Cryonics or why freezing your body could be a good idea - stevedomin
http://nabeelqu.com/blog/cryonics/

======
christiangenco
There's a great Penn & Teller "Bullshit" segment about Cryonics (mildly NSFW;
it's Penn & Teller):
[https://www.youtube.com/watch?v=jHEWKkLzALQ#t=20m2s](https://www.youtube.com/watch?v=jHEWKkLzALQ#t=20m2s)

Is it possible? Certainly - the Wood Frog evolved to freeze itself every
winter[1] and successfully unthaw itself. It floods its blood with sugars so
it doesn't form ice crystals, solving the problem of tissue destruction, then
unthaws in the Spring from the outside in and restarts its biological systems.

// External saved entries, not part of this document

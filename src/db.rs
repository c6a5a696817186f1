use crate::config::AppConfig;
use crate::errors::ServiceError;
use metrics::{counter, gauge};
use sea_orm::{ConnectOptions, Database, DatabaseConnection};
use sea_orm_migration::MigratorTrait;
use std::time::Duration;
use tracing::{debug, error, info};

/// Type alias for a database connection pool
pub type DbPool = DatabaseConnection;

/// Configuration for database connection
#[derive(Debug, Clone)]
pub struct DbConfig {
    /// Database connection URL
    pub url: String,
    /// Maximum number of connections
    pub max_connections: u32,
    /// Minimum number of connections
    pub min_connections: u32,
    /// Connection timeout duration
    pub connect_timeout: Duration,
    /// Idle timeout duration
    pub idle_timeout: Duration,
    /// Acquire connection timeout
    pub acquire_timeout: Duration,
}

impl Default for DbConfig {
    fn default() -> Self {
        Self {
            url: String::new(),
            max_connections: 10,
            min_connections: 1,
            connect_timeout: Duration::from_secs(30),
            idle_timeout: Duration::from_secs(600),
            acquire_timeout: Duration::from_secs(8),
        }
    }
}

impl From<&AppConfig> for DbConfig {
    fn from(cfg: &AppConfig) -> Self {
        Self {
            url: cfg.database_url.clone(),
            max_connections: cfg.db_max_connections,
            min_connections: cfg.db_min_connections,
            connect_timeout: Duration::from_secs(cfg.db_connect_timeout_secs),
            idle_timeout: Duration::from_secs(cfg.db_idle_timeout_secs),
            acquire_timeout: Duration::from_secs(cfg.db_acquire_timeout_secs),
        }
    }
}

/// Establishes a connection pool to the database with custom configuration
pub async fn establish_connection_with_config(config: &DbConfig) -> Result<DbPool, ServiceError> {
    debug!(
        max_connections = config.max_connections,
        "Configuring database connection"
    );

    let mut opt = ConnectOptions::new(config.url.clone());
    opt.max_connections(config.max_connections)
        .min_connections(config.min_connections)
        .connect_timeout(config.connect_timeout)
        .acquire_timeout(config.acquire_timeout)
        .idle_timeout(config.idle_timeout)
        .sqlx_logging(false);

    gauge!("orders_db.max_connections", config.max_connections as f64);

    let db_pool = Database::connect(opt).await.map_err(|e| {
        error!("Database connection establishment failed: {}", e);
        ServiceError::DatabaseError(e)
    })?;

    info!("Database connection pool established successfully");
    Ok(db_pool)
}

pub async fn establish_connection_from_app_config(cfg: &AppConfig) -> Result<DbPool, ServiceError> {
    establish_connection_with_config(&DbConfig::from(cfg)).await
}

/// Runs the embedded migrations
pub async fn run_migrations(pool: &DbPool) -> Result<(), ServiceError> {
    info!("Running database migrations");
    let start = std::time::Instant::now();

    let result = crate::migrator::Migrator::up(pool, None)
        .await
        .map_err(ServiceError::DatabaseError);

    let elapsed = start.elapsed();
    match &result {
        Ok(_) => info!("Database migrations completed in {:?}", elapsed),
        Err(e) => error!("Database migrations failed after {:?}: {}", elapsed, e),
    }

    result
}

/// Checks if the database connection is active
pub async fn check_connection(pool: &DbPool) -> Result<(), ServiceError> {
    let start = std::time::Instant::now();
    let result = pool.ping().await.map_err(ServiceError::DatabaseError);

    let elapsed = start.elapsed();
    match &result {
        Ok(_) => {
            debug!("Database connection check successful in {:?}", elapsed);
            gauge!("orders_db.connection_latency", elapsed.as_millis() as f64);
        }
        Err(e) => {
            error!("Database connection check failed after {:?}: {}", elapsed, e);
            counter!("orders_db.connection_failures", 1);
        }
    }

    result
}
pub mod order;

How does modern cryonics solve this problem? Antifreeze. The fluid that
poisons you if it enters your system[2].

For you to be revived, then, we'd have to figure out:

* how to unthaw your body in a way that won't destroy essential parts of it

* how to cure you of Ethylene glycol poisoning

* how to cure you of the thing you died from

* how to bring you back to life

Perhaps a clever solution will be thought up that will just do a quick scan of
your connectome[3] and upload it to a simulation. But why would anyone go
through the trouble? Presumably this would be many years in the future. Would
anyone even care enough in an overpopulated future-Earth to start bringing
back their ancestors? When's the last time you called your grandparents?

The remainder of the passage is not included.